Dual effects of JNK activation in blood-milk barrier damage induced by zinc oxide nanoparticles

Zinc oxide nanoparticles (ZnO-NPs) have been extensively applied in our daily life. Humans are at high risk of being exposed to ZnO-NPs, which induce potentially adverse health effects. Although a growing number of studies have investigated the toxic effects of ZnO-NPs, the available data concerning ZnO-NP interactions with the blood-milk barrier (BMB) remain highly limited. Herein, we systematically investigated the damage to BMB integrity induced by ZnO-NPs and the mechanisms involved. ZnO-NPs that were intravenously injected into lactating dams accumulated in the mammary gland and entered into the breast milk, inducing disruption to BMB integrity and changes in the tight junction (TJ) and adherens junction (AJ) components.

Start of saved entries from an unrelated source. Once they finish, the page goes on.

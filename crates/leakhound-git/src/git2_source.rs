//! The libgit2-backed implementation of [`HistorySource`].

use std::collections::HashSet;
use std::fs;

use chrono::{DateTime, Utc};
use git2::build::RepoBuilder;
use git2::{AutotagOption, Commit, DiffFormat, DiffOptions, FetchOptions, Repository, Sort};
use tracing::debug;

use crate::error::RepoError;
use crate::source::{DiffSink, HistorySource};
use crate::types::{DiffChunk, RepoSpec};

/// Prefix of refs that never count as scan anchors (GitLab keep-around).
const IGNORED_REF_PREFIX: &str = "refs/keep-around/";

/// Author placeholder for chunks past the history limit, where the whole
/// remaining tree is attributed to no one.
const UNKNOWN_AUTHOR: &str = "unknown";

/// A [`HistorySource`] backed by libgit2.
///
/// Construct with [`Git2Source::new`], then drive through the trait:
/// `open` → `refs`/`scan` → `close`.
pub struct Git2Source {
    spec: RepoSpec,
    seen_refs: HashSet<String>,
    repo: Option<Repository>,
}

impl Git2Source {
    /// Create a source for the given repository location. No I/O happens
    /// until [`open`](HistorySource::open).
    #[must_use]
    pub fn new(spec: RepoSpec) -> Self {
        Self {
            spec,
            seen_refs: HashSet::new(),
            repo: None,
        }
    }

    fn repo(&self) -> Result<&Repository, RepoError> {
        self.repo.as_ref().ok_or_else(|| RepoError::NotOpen {
            url: self.spec.url.clone(),
        })
    }

    fn clone_repo(&mut self) -> Result<(), RepoError> {
        let full = self.spec.full_path();
        fs::create_dir_all(&full).map_err(|source| RepoError::Workdir {
            path: full.clone(),
            source,
        })?;
        // No working tree is needed to read history.
        let repo = RepoBuilder::new()
            .bare(true)
            .clone(self.spec.effective_clone_url(), &full)
            .map_err(|e| RepoError::unavailable(&self.spec.url, &e))?;
        self.repo = Some(repo);
        Ok(())
    }

    fn fetch(&self) -> Result<(), RepoError> {
        let repo = self.repo()?;
        let mut remote = repo
            .find_remote("origin")
            .map_err(|e| RepoError::unavailable(&self.spec.url, &e))?;
        let mut opts = FetchOptions::new();
        opts.download_tags(AutotagOption::All);
        remote
            .fetch(
                &["+refs/heads/*:refs/remotes/origin/*"],
                Some(&mut opts),
                None,
            )
            .map_err(|e| RepoError::unavailable(&self.spec.url, &e))?;
        Ok(())
    }

    /// Tip of a date-ordered rev-list over every ref, if any commit exists.
    fn latest_commit(repo: &Repository) -> Option<String> {
        let mut walk = repo.revwalk().ok()?;
        walk.push_glob("*").ok()?;
        walk.set_sorting(Sort::TIME).ok()?;
        walk.next().and_then(Result::ok).map(|oid| oid.to_string())
    }

    /// Stream the added chunks of one commit into `sink`.
    ///
    /// `initial` diffs against the empty tree and attributes the chunks to
    /// [`UNKNOWN_AUTHOR`]; otherwise the diff is against the first parent
    /// (or the empty tree for root commits, keeping real attribution).
    ///
    /// Returns `false` when the sink asked to stop.
    fn emit_commit(
        repo: &Repository,
        commit: &Commit<'_>,
        initial: bool,
        sink: &mut dyn DiffSink,
    ) -> Result<bool, git2::Error> {
        let tree = commit.tree()?;
        let parent_tree = if initial || commit.parent_count() == 0 {
            None
        } else {
            Some(commit.parent(0)?.tree()?)
        };

        let mut opts = DiffOptions::new();
        opts.context_lines(0);
        let diff = repo.diff_tree_to_tree(parent_tree.as_ref(), Some(&tree), Some(&mut opts))?;

        let (author, author_email) = if initial {
            (UNKNOWN_AUTHOR.to_owned(), UNKNOWN_AUTHOR.to_owned())
        } else {
            let sig = commit.author();
            (
                sig.name().unwrap_or(UNKNOWN_AUTHOR).to_owned(),
                sig.email().unwrap_or(UNKNOWN_AUTHOR).to_owned(),
            )
        };
        let timestamp = DateTime::<Utc>::from_timestamp(commit.author().when().seconds(), 0)
            .unwrap_or_else(Utc::now);

        let mut collector = ChunkCollector {
            commit_id: commit.id().to_string(),
            author,
            author_email,
            timestamp,
            current: None,
            cancelled: false,
            sink,
        };

        let printed = diff.print(DiffFormat::Patch, |delta, _hunk, line| {
            collector.on_line(&delta, &line)
        });
        collector.flush();
        if collector.cancelled {
            return Ok(false);
        }
        printed?;
        Ok(true)
    }
}

impl HistorySource for Git2Source {
    fn open(&mut self) -> Result<(), RepoError> {
        let full = self.spec.full_path();
        if !full.exists() {
            if !self.spec.allow_update {
                return Err(RepoError::Unavailable {
                    url: self.spec.url.clone(),
                    message: format!("checkout `{}` is missing and updates are disabled", full.display()),
                });
            }
            return self.clone_repo();
        }
        let repo =
            Repository::open(&full).map_err(|e| RepoError::unavailable(&self.spec.url, &e))?;
        self.repo = Some(repo);
        if self.spec.allow_update {
            self.fetch()?;
        }
        Ok(())
    }

    fn close(&mut self) {
        self.repo = None;
    }

    fn refs(&self) -> Result<HashSet<String>, RepoError> {
        let repo = self.repo()?;
        let mut out = HashSet::new();
        let references = repo.references().map_err(|e| RepoError::backend(&e))?;
        for reference in references {
            let Ok(reference) = reference else { continue };
            let Some(name) = reference.name() else {
                continue;
            };
            if name.starts_with(IGNORED_REF_PREFIX) {
                continue;
            }
            // Symbolic refs (detached HEAD indirection) carry no target.
            if let Some(oid) = reference.target() {
                if !oid.is_zero() {
                    out.insert(oid.to_string());
                }
            }
        }
        if let Some(tip) = Self::latest_commit(repo) {
            out.insert(tip);
        }
        Ok(out)
    }

    fn set_seen_refs(&mut self, refs: HashSet<String>) {
        self.seen_refs = refs;
    }

    fn scan(&mut self, sink: &mut dyn DiffSink) -> Result<(), RepoError> {
        let repo = self.repo()?;
        let mut walk = repo.revwalk().map_err(|e| RepoError::backend(&e))?;
        walk.push_glob("*").map_err(|e| RepoError::backend(&e))?;
        walk.set_sorting(Sort::TIME)
            .map_err(|e| RepoError::backend(&e))?;

        for oid in walk {
            let oid = match oid {
                Ok(oid) => oid,
                Err(err) => {
                    debug!(repo = %self.spec.url, error = %err, "unreadable rev-list entry");
                    continue;
                }
            };
            if self.seen_refs.contains(&oid.to_string()) {
                break;
            }
            let commit = match repo.find_commit(oid) {
                Ok(commit) => commit,
                Err(err) => {
                    let err = RepoError::MalformedCommit {
                        id: oid.to_string(),
                        message: err.message().to_owned(),
                    };
                    debug!(repo = %self.spec.url, error = %err, "skipping commit");
                    continue;
                }
            };
            // Merge commits re-introduce text already attributed elsewhere.
            if commit.parent_count() > 1 {
                continue;
            }

            let committed_at = DateTime::<Utc>::from_timestamp(commit.time().seconds(), 0)
                .unwrap_or_else(Utc::now);
            if committed_at < self.spec.history_past_limit {
                // Everything past the limit collapses into one initial diff.
                if let Err(err) = Self::emit_commit(repo, &commit, true, sink) {
                    debug!(repo = %self.spec.url, commit = %oid, error = %err, "initial diff failed");
                }
                break;
            }

            match Self::emit_commit(repo, &commit, false, sink) {
                Ok(true) => {}
                Ok(false) => break,
                Err(err) => {
                    let err = RepoError::MalformedCommit {
                        id: oid.to_string(),
                        message: err.message().to_owned(),
                    };
                    debug!(repo = %self.spec.url, error = %err, "skipping commit");
                }
            }
        }
        Ok(())
    }
}

/// Accumulates consecutive `+` lines of one file into a single chunk.
struct ChunkCollector<'a> {
    commit_id: String,
    author: String,
    author_email: String,
    timestamp: DateTime<Utc>,
    current: Option<PendingChunk>,
    cancelled: bool,
    sink: &'a mut dyn DiffSink,
}

struct PendingChunk {
    file_path: String,
    begin_line: u32,
    next_line: u32,
    content: String,
}

impl ChunkCollector<'_> {
    fn on_line(&mut self, delta: &git2::DiffDelta<'_>, line: &git2::DiffLine<'_>) -> bool {
        if self.cancelled {
            return false;
        }
        if line.origin() != '+' {
            // Context, deletions, and headers end the current added region.
            self.flush();
            return true;
        }
        let Some(path) = delta.new_file().path() else {
            return true;
        };
        let path = path.to_string_lossy().into_owned();
        let lineno = line.new_lineno().unwrap_or(0);
        let text = String::from_utf8_lossy(line.content()).into_owned();

        match &mut self.current {
            Some(pending)
                if pending.file_path == path
                    && (lineno == 0 || lineno == pending.next_line) =>
            {
                pending.content.push_str(&text);
                pending.next_line = lineno.saturating_add(1);
            }
            _ => {
                self.flush();
                self.current = Some(PendingChunk {
                    file_path: path,
                    begin_line: lineno,
                    next_line: lineno.saturating_add(1),
                    content: text,
                });
            }
        }
        true
    }

    fn flush(&mut self) {
        if let Some(pending) = self.current.take() {
            let keep_going = self.sink.accept(DiffChunk {
                commit_id: self.commit_id.clone(),
                file_path: pending.file_path,
                begin_line: pending.begin_line,
                content: pending.content,
                author: self.author.clone(),
                author_email: self.author_email.clone(),
                timestamp: self.timestamp,
            });
            if !keep_going {
                self.cancelled = true;
            }
        }
    }
}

Furthermore, using an in vitro BMB model composed of EpH4-Ev cells, we verified that ZnO-NP-triggered ROS generation and the activation of MKK4 and JNK are the main mechanism of cell-cell junction damage. More interestingly, JNK activation played different roles in inducing changes in the TJ and AJ complex, and these effects did not need to activate the downstream c-Jun. These data provide more information for understanding ZnO-NP interactions with the BMB and raise concern for the daily use and the intravenous use of ZnO-NPs by lactating mothers.